If we need to specify different mechanisms for starting up tasks of a
parallel job a la the RSL jobType, then I'd like that to be separate from
the description of the resource allocation required.
For what it's worth, queuing systems like LSF/PBS/SGE don't handle this
startup phase (it's up to the job), so I'd like to see some example terms
describing job process topology (basically simple|multi|mpi use cases),
since I'm not too sure what they would look like, or what semantics would be
required.
Allocate "as a unit" just means that if I'm going to allocate any cpus from
a resource, I have to allocate "tileSize" cpus.
-- Chris
Well, I am struggling because I do not want to propose creeping
featurism for JSDL... if possible, I think the startup mechanism
should be left to extensions because it is such a rich and messy thing
as I will try to describe below.

What I am struggling to understand w.r.t. JSDL is whether there is
some aspect of job layout that is a meaningful part of the job
definition but not as simple as the resource topology stuff you were
discussing.  Because of the RSL legacy, I keep wanting to see some
generic concepts for process count etc. that are orthogonal to the
specific startup mechanism but which in essence parameterize both
allocation and job startup.

Perhaps if resource topology is precise enough, there is nothing more
needed?  Maybe a precise description of allocated resources defines
a "job shaped hole" into which an implied job topology would fit? :-)
The constellation of resource requirements and posix limits (and any
other extensions?) is what defines the virtual resource or "job shaped
hole" within which the executable is activated.

A practical runtime environment feature might be for a job system like
GRAM to expose a "resource map" in the form of JSDL resource syntax in
a file or environment variable so the job can introspect on the actual
allocation it received... this is a different but related
portability/interop problem for job execution systems when you include
runtime middleware in the executable. For example, if a future
MPICH-Gx release supports the dynamic task features of MPI, the
runtime implementation might require this sort of information from the
scheduler so it can work within its allocation?

karl

OK, here is the messy stuff I hope can remain somehow out of scope but
still feasible. Basically, GRAM is a higher-level job submission model
than what you describe for LSF/PBS/SGE where we try to provide a more
generic user-oriented job model instead of the very low-level "job
script" model of the local scheduler.

Job types in RSL are different activation methods: 

  single: one instance of executable is activated and it must,
     through site-specific means, do whatever else is needed;
     for example, read a scheduler-specific HOSTS file and use
     some site-specific launch mechanism to start tasks on each
     allocated host.

  multi: all "count" instances of executable are activated so
     the job needs not do anything but calculate; for example,
     GRAM generates a job script that does the site-specific stuff
     described in "single".

  mpirun: the parameters are mapped through to an 'mpirun' invocation
     to launch the runtime required for the job.  in practice,
     I think this is a wrapped form of "single" where the user
     executable is mapped to an argument and the scheduled executable
     is mpirun.  but I'd need to check to be sure.

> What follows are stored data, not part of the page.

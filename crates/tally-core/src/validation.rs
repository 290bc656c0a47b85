//! # Validation Module
//!
//! Input validation utilities for Tally.
//!
//! ## Validation Strategy
//! ```text
//! ┌─────────────────────────────────────────────────────────────────────────┐
//! │                      Validation Layers                                  │
//! │                                                                         │
//! │  Layer 1: Input collector (tally-cli)                                  │
//! │  ├── Parse "12" → 12, re-prompt on garbage                             │
//! │  └── Immediate user feedback                                           │
//! │           │                                                             │
//! │           ▼                                                             │
//! │  Layer 2: Core types (Catalog::new, Cart::set_line)                    │
//! │  └── THIS MODULE: Business rule validation                             │
//! │           │                                                             │
//! │           ▼                                                             │
//! │  Layer 3: compute_order                                                │
//! │  └── Cart checked against catalog before any arithmetic                │
//! └─────────────────────────────────────────────────────────────────────────┘
//! ```
//!
//! ## Usage
//! ```rust
//! use tally_core::validation::{validate_price_cents, validate_quantity};
//!
//! assert!(validate_quantity(0).is_ok());
//! assert!(validate_quantity(-1).is_err());
//! assert!(validate_price_cents(2000).is_ok());
//! ```

use crate::error::ValidationError;
use crate::{MAX_FEE_CENTS, MAX_ITEM_QUANTITY, MAX_PRICE_CENTS};

/// Result type for validation operations.
pub type ValidationResult<T> = Result<T, ValidationError>;

/// Longest product name accepted in a catalog.
pub const MAX_PRODUCT_NAME_LEN: usize = 200;

// =============================================================================
// String Validators
// =============================================================================

/// Validates a product name.
///
/// ## Rules
/// - Must not be empty (after trimming)
/// - Must be at most 200 characters
pub fn validate_product_name(name: &str) -> ValidationResult<()> {
    let name = name.trim();

    if name.is_empty() {
        return Err(ValidationError::Required {
            field: "product name".to_string(),
        });
    }

    if name.chars().count() > MAX_PRODUCT_NAME_LEN {
        return Err(ValidationError::TooLong {
            field: "product name".to_string(),
            max: MAX_PRODUCT_NAME_LEN,
        });
    }

    Ok(())
}

// =============================================================================
// Numeric Validators
// =============================================================================

/// Validates a cart quantity.
///
/// ## Rules
/// - Zero is allowed (product not ordered)
/// - Must not be negative
/// - Must not exceed MAX_ITEM_QUANTITY (999)
pub fn validate_quantity(qty: i64) -> ValidationResult<()> {
    if !(0..=MAX_ITEM_QUANTITY).contains(&qty) {
        return Err(ValidationError::OutOfRange {
            field: "quantity".to_string(),
            min: 0,
            max: MAX_ITEM_QUANTITY,
        });
    }

    Ok(())
}

/// Parses a quantity typed by a person, then validates it.
///
/// ## Example
/// ```rust
/// use tally_core::validation::parse_quantity;
///
/// assert_eq!(parse_quantity(" 12 ").unwrap(), 12);
/// assert!(parse_quantity("twelve").is_err());
/// assert!(parse_quantity("1.5").is_err());
/// ```
pub fn parse_quantity(input: &str) -> ValidationResult<i64> {
    let trimmed = input.trim();

    if trimmed.is_empty() {
        return Err(ValidationError::Required {
            field: "quantity".to_string(),
        });
    }

    let qty = trimmed
        .parse::<i64>()
        .map_err(|_| ValidationError::InvalidFormat {
            field: "quantity".to_string(),
            reason: format!("'{}' is not a whole number", trimmed),
        })?;

    validate_quantity(qty)?;
    Ok(qty)
}

/// Validates a unit price in cents.
///
/// ## Rules
/// - Must be positive (> 0); a catalog never gives products away
/// - Must not exceed MAX_PRICE_CENTS ($1,000,000.00)
pub fn validate_price_cents(cents: i64) -> ValidationResult<()> {
    if cents <= 0 {
        return Err(ValidationError::MustBePositive {
            field: "price".to_string(),
        });
    }

    if cents > MAX_PRICE_CENTS {
        return Err(ValidationError::OutOfRange {
            field: "price".to_string(),
            min: 1,
            max: MAX_PRICE_CENTS,
        });
    }

    Ok(())
}

/// Validates a fee (gift wrap per line, shipping per package) in cents.
///
/// ## Rules
/// - Must be non-negative; zero disables the fee
/// - Must not exceed MAX_FEE_CENTS ($1,000,000.00)
pub fn validate_fee_cents(field: &str, cents: i64) -> ValidationResult<()> {
    if !(0..=MAX_FEE_CENTS).contains(&cents) {
        return Err(ValidationError::OutOfRange {
            field: field.to_string(),
            min: 0,
            max: MAX_FEE_CENTS,
        });
    }

    Ok(())
}

// =============================================================================
// Unit Tests
// =============================================================================

#[cfg(test)]
mod tests {
    use super::*;

    #[test]
    fn test_validate_product_name() {
        assert!(validate_product_name("Product A").is_ok());
        assert!(validate_product_name("").is_err());
        assert!(validate_product_name("   ").is_err());
        assert!(validate_product_name(&"A".repeat(300)).is_err());
    }

    #[test]
    fn test_validate_quantity() {
        assert!(validate_quantity(0).is_ok());
        assert!(validate_quantity(1).is_ok());
        assert!(validate_quantity(999).is_ok());

        assert!(validate_quantity(-1).is_err());
        assert!(validate_quantity(1000).is_err());
    }

    #[test]
    fn test_parse_quantity() {
        assert_eq!(parse_quantity("0"), Ok(0));
        assert_eq!(parse_quantity("25\n"), Ok(25));

        assert!(matches!(
            parse_quantity(""),
            Err(ValidationError::Required { .. })
        ));
        assert!(matches!(
            parse_quantity("abc"),
            Err(ValidationError::InvalidFormat { .. })
        ));
        assert!(matches!(
            parse_quantity("-3"),
            Err(ValidationError::OutOfRange { .. })
        ));
    }

    #[test]
    fn test_validate_price_cents() {
        assert!(validate_price_cents(2000).is_ok());
        assert!(validate_price_cents(1).is_ok());
        assert!(validate_price_cents(0).is_err());
        assert!(validate_price_cents(-100).is_err());

        assert!(validate_price_cents(MAX_PRICE_CENTS).is_ok());
        assert_eq!(
            validate_price_cents(MAX_PRICE_CENTS + 1),
            Err(ValidationError::OutOfRange {
                field: "price".to_string(),
                min: 1,
                max: MAX_PRICE_CENTS,
            })
        );
        assert!(validate_price_cents(i64::MAX / 100).is_err());
    }

    #[test]
    fn test_validate_fee_cents() {
        assert!(validate_fee_cents("gift wrap fee", 0).is_ok());
        assert!(validate_fee_cents("gift wrap fee", 100).is_ok());

        let err = validate_fee_cents("shipping fee", -5).unwrap_err();
        assert!(err.to_string().starts_with("shipping fee must be between 0"));

        assert!(validate_fee_cents("shipping fee", MAX_FEE_CENTS).is_ok());
        assert!(validate_fee_cents("shipping fee", MAX_FEE_CENTS + 1).is_err());
        assert!(validate_fee_cents("shipping fee", i64::MAX / 2).is_err());
    }
}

  condor: the job is submitted to a condor flock, if my memory serves
     me.

missing is a funny SMP-aware hybrid one can imagine:

  spreadsingle: one instance of executable is activated on each
     allocated resource but it must start additional parallel tasks
     itself if it wants parallelism on a resource.  so, handle
     site-specific resource activation for job, but leave job to
     "expand" on each host (node).

-- 
Karl Czajkowski
karlcz@univa.com